Mr Savvy: The strategic investor

Mr Savvy, ever the strategist, took a different approach. He, too, started investing Dh500 monthly at 25, but with a twist. He opted for globally diversified Systematic Investment Plans (SIPs), a method of investing a fixed amount at regular intervals (monthly, quarterly) into mutual funds. These funds pool money from various investors and invest it in a basket of stocks or bonds, offering diversification and potentially higher returns than traditional savings accounts. This approach is often referred to as dollar-cost averaging. Here’s the beauty: by consistently investing a fixed sum, you buy more units when the market dips and fewer units when it soars. It’s a strategic way to manage your investment regardless of market fluctuations, averaging out the cost per unit over time But Mr Savvy didn’t stop there. He understood the insidious nature of inflation, so he implemented a clever tactic – increasing his SIP contributions by 10 per cent each year, a concept known as SIP top-up. This strategy, like a snowball rolling down a snowy hill, accumulates momentum with every passing year, allowing you to invest more as your income grows.
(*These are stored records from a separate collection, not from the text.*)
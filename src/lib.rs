//! Normalized, stateless facade for chat-style LLM inference across multiple
//! provider APIs (Anthropic Messages, OpenAI Chat Completions, OpenAI
//! Responses).
//!
//! The main entry point is [`ProviderSetApi`], which lets you:
//!
//! - register one or more providers and rotate their API keys,
//! - send normalized completion requests and receive normalized outputs,
//! - optionally stream partial text / reasoning via a callback,
//! - capture scrubbed HTTP-level debug information per request.
//!
//! Each vendor integration translates the canonical request/response model
//! (see [`types`]) to and from its wire protocol, drives the provider's SSE
//! stream, and normalizes token accounting and error reporting. Responses
//! may carry both outputs and an error: transport failures return the
//! partial response inside [`types::CompletionError`].

#[cfg(test)]
mod tests;

mod anthropic;
mod client;
pub mod contract;
pub mod debug;
mod openai_chat;
mod openai_responses;
mod provider_set;
pub mod streaming;
pub mod token_filter;
pub mod tool_mapping;
pub mod types;

use anyhow::Result;
use async_trait::async_trait;

pub use anthropic::AnthropicMessagesApi;
pub use contract::{
    compute_data_contract_hash, data_contract_info, validate_data_contract, DataContractInfo,
    DATA_CONTRACT_HASH, DATA_CONTRACT_VERSION,
};
pub use debug::{DebugConfig, DebuggerBuilder, HttpDebugger};
pub use openai_chat::OpenAiChatCompletionsApi;
pub use openai_responses::OpenAiResponsesApi;
pub use provider_set::{AddProviderConfig, ProviderSetApi};
pub use types::*;

/// A single configured vendor integration.
///
/// Implementations hold their mutable `{param, client}` pair behind a lock;
/// fetches snapshot the client so concurrent key rotation never affects
/// in-flight requests.
#[async_trait]
pub trait CompletionProvider: Send + Sync {
    /// Builds the vendor client from the current configuration. A missing
    /// API key is not an error; the provider simply stays uninitialized.
    async fn init_llm(&self) -> Result<()>;

    /// Drops the vendor client.
    async fn deinit_llm(&self) -> Result<()>;

    /// Snapshot copy of the provider configuration.
    fn provider_info(&self) -> ProviderParam;

    /// Whether an API key is currently set.
    fn is_configured(&self) -> bool;

    /// Stores a new API key; does not touch the client (see
    /// [`CompletionProvider::init_llm`] / [`CompletionProvider::deinit_llm`]).
    fn set_api_key(&self, api_key: &str) -> Result<()>;

    /// Sends a normalized completion request. On transport or stream
    /// failure, the partial response (usage, debug details) travels inside
    /// the returned [`CompletionError`].
    async fn fetch_completion(
        &self,
        request: FetchCompletionRequest,
        opts: FetchCompletionOptions,
    ) -> std::result::Result<FetchCompletionResponse, CompletionError>;
}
Sandeep S. Jadwani, Head of Investment Advisory, Habib Investment Limited
Sandeep S. Jadwani, Head of Investment Advisory, Habib Investment Limited

The power of compounding: A tale of two corpus

Fast forward 20 years. Mr Saver, through sheer consistency, had accumulated a respectable Dh180,353.78. However, Mr Savvy’s strategic approach, fueled by compounding (earning interest on your interest) and increasing contributions, yielded a staggering Dh663,750! The power of strategic investing was undeniable.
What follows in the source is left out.